L’Italia è stato uno dei primi paesi occidentali ad affrontare un impatto devastante del virus. Il primo caso ufficiale venne individuato nel paziente zero di Codogno, Mattia Maestri, mentre il primo decesso fu registrato il 21 febbraio 2020 con la morte di Adriano Trevisan a Vo’ Euganeo.

Nei giorni successivi, il Paese assistette a scene che rimarranno impresse nella memoria collettiva: ospedali al collasso, città deserte, striscioni con “andrà tutto bene” esposti sui balconi, mentre nelle province più colpite, come Bergamo, i camion dell’esercito trasportavano le bare delle vittime.

Con il Vaccine Day del 27 dicembre 2020, l’arrivo dei vaccini segnò l’inizio della campagna di immunizzazione di massa, accompagnata dall’introduzione del Green Pass, che portò a feroci polemiche e alla nascita di movimenti No-Vax. Il 31 marzo 2022 venne dichiarata la fine dello stato di emergenza in Italia, mentre il 5 maggio 2023 l’OMS decretò la conclusione della pandemia a livello globale.

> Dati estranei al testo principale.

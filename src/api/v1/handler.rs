use super::error::*;
use crate::application_port::*;
use crate::domain_model::*;
use chrono::{DateTime, Utc};
use serde::{Deserialize, Serialize};
use std::fmt;
use std::sync::Arc;
use warp::{self, reject};

#[derive(Debug, Serialize)]
pub struct ApiResponse<T> {
    pub success: bool,
    pub data: Option<T>,
    pub error: Option<ApiError>,
}

impl<T: Serialize> ApiResponse<T> {
    pub fn ok(data: T) -> Self {
        ApiResponse {
            success: true,
            data: Some(data),
            error: None,
        }
    }

    pub fn err(code: ApiErrorCode, message: impl Into<String>) -> Self {
        ApiResponse {
            success: false,
            data: None,
            error: Some(ApiError {
                code,
                message: message.into(),
            }),
        }
    }
}

#[derive(Deserialize)]
pub struct LoginRequest {
    pub username: String,
    pub password: String,
}

impl fmt::Debug for LoginRequest {
    fn fmt(&self, f: &mut fmt::Formatter<'_>) -> fmt::Result {
        f.debug_struct("LoginRequest")
            .field("username", &self.username)
            .finish_non_exhaustive()
    }
}

#[derive(Debug, Serialize)]
pub struct LoginResponse {
    pub principal: Principal,
    pub tokens: SessionPair,
}

pub async fn login(
    body: LoginRequest,
    session_service: Arc<dyn SessionService>,
) -> Result<impl warp::Reply, warp::Rejection> {
    let login_input = LoginInput {
        username: body.username,
        password: body.password,
    };
    let login_result = session_service
        .login(login_input)
        .await
        .map_err(ApiErrorCode::from)
        .map_err(reject::custom)?;

    let login_response = LoginResponse {
        principal: login_result.principal,
        tokens: login_result.tokens,
    };
    Ok(warp::reply::json(&ApiResponse::ok(login_response)))
}

/// Body of refresh and logout.
#[derive(Debug, Deserialize)]
pub struct RefreshRequest {
    pub refresh_token: RefreshToken,
}

pub async fn refresh(
    body: RefreshRequest,
    session_service: Arc<dyn SessionService>,
) -> Result<impl warp::Reply, warp::Rejection> {
    let tokens = session_service
        .refresh(body.refresh_token.as_str())
        .await
        .map_err(ApiErrorCode::from)
        .map_err(reject::custom)?;

    Ok(warp::reply::json(&ApiResponse::ok(tokens)))
}

#[derive(Debug, Serialize)]
pub struct Empty {}

pub async fn logout(
    body: RefreshRequest,
    session_service: Arc<dyn SessionService>,
) -> Result<impl warp::Reply, warp::Rejection> {
    session_service.logout(body.refresh_token.as_str()).await;
    Ok(warp::reply::json(&ApiResponse::ok(Empty {})))
}

pub async fn logout_all(
    caller: AuthenticatedPrincipal,
    session_service: Arc<dyn SessionService>,
) -> Result<impl warp::Reply, warp::Rejection> {
    session_service.logout_all(caller.principal_id).await;
    Ok(warp::reply::json(&ApiResponse::ok(Empty {})))
}

pub async fn me(caller: AuthenticatedPrincipal) -> Result<impl warp::Reply, warp::Rejection> {
    Ok(warp::reply::json(&ApiResponse::ok(caller)))
}

#[derive(Debug, Serialize)]
pub struct ActiveSessionsResponse {
    pub count: usize,
    pub sessions: Vec<SessionSummary>,
    pub as_of: DateTime<Utc>,
}

pub async fn active_sessions(
    caller: AuthenticatedPrincipal,
    session_service: Arc<dyn SessionService>,
) -> Result<impl warp::Reply, warp::Rejection> {
    let sessions = session_service
        .active_sessions(caller.principal_id)
        .await
        .map_err(ApiErrorCode::from)
        .map_err(reject::custom)?;

    let response = ActiveSessionsResponse {
        count: sessions.len(),
        sessions,
        as_of: Utc::now(),
    };
    Ok(warp::reply::json(&ApiResponse::ok(response)))
}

Il nuovo approccio alla gestione delle pandemie

Cinque anni dopo il lockdown, il governo Meloni ha rivisto il piano pandemico nazionale, con l’introduzione di nuove regole che limitano l’uso di misure restrittive. I DPCM (Decreti del Presidente del Consiglio dei Ministri), usati ampiamente durante il governo Conte per imporre limitazioni agli spostamenti e alle attività economiche, non saranno più utilizzati, sostituiti da una gestione più parlamentare dell’emergenza.

Inoltre, il 25 gennaio 2024 è entrato in vigore il decreto che ha abolito le multe per chi non ha rispettato l’obbligo vaccinale, un provvedimento che ha riacceso il dibattito su come è stata affrontata la pandemia e sui diritti individuali.

La commissione d’inchiesta sulla gestione dell’emergenza

Uno dei segnali più evidenti della volontà di rivalutare le scelte fatte è l’istituzione della commissione parlamentare d’inchiesta sulla gestione della pandemia, approvata il 14 febbraio 2024. La commissione ha già tenuto 24 audizioni, ascoltando esperti, rappresentanti istituzionali e figure chiave della crisi sanitaria, come l’ex commissario straordinario Domenico Arcuri, assolto di recente per l’inchiesta sulle mascherine importate dalla Cina.

A cinque anni di distanza: quali lezioni?

La pandemia ha lasciato un segno profondo sulla società italiana e ha messo in discussione il modello di gestione delle emergenze. Se da un lato c’è chi sostiene che le restrizioni fossero necessarie per salvare vite umane, dall’altro si solleva il dibattito su quanto fossero proporzionate e su eventuali errori di valutazione nelle misure adottate.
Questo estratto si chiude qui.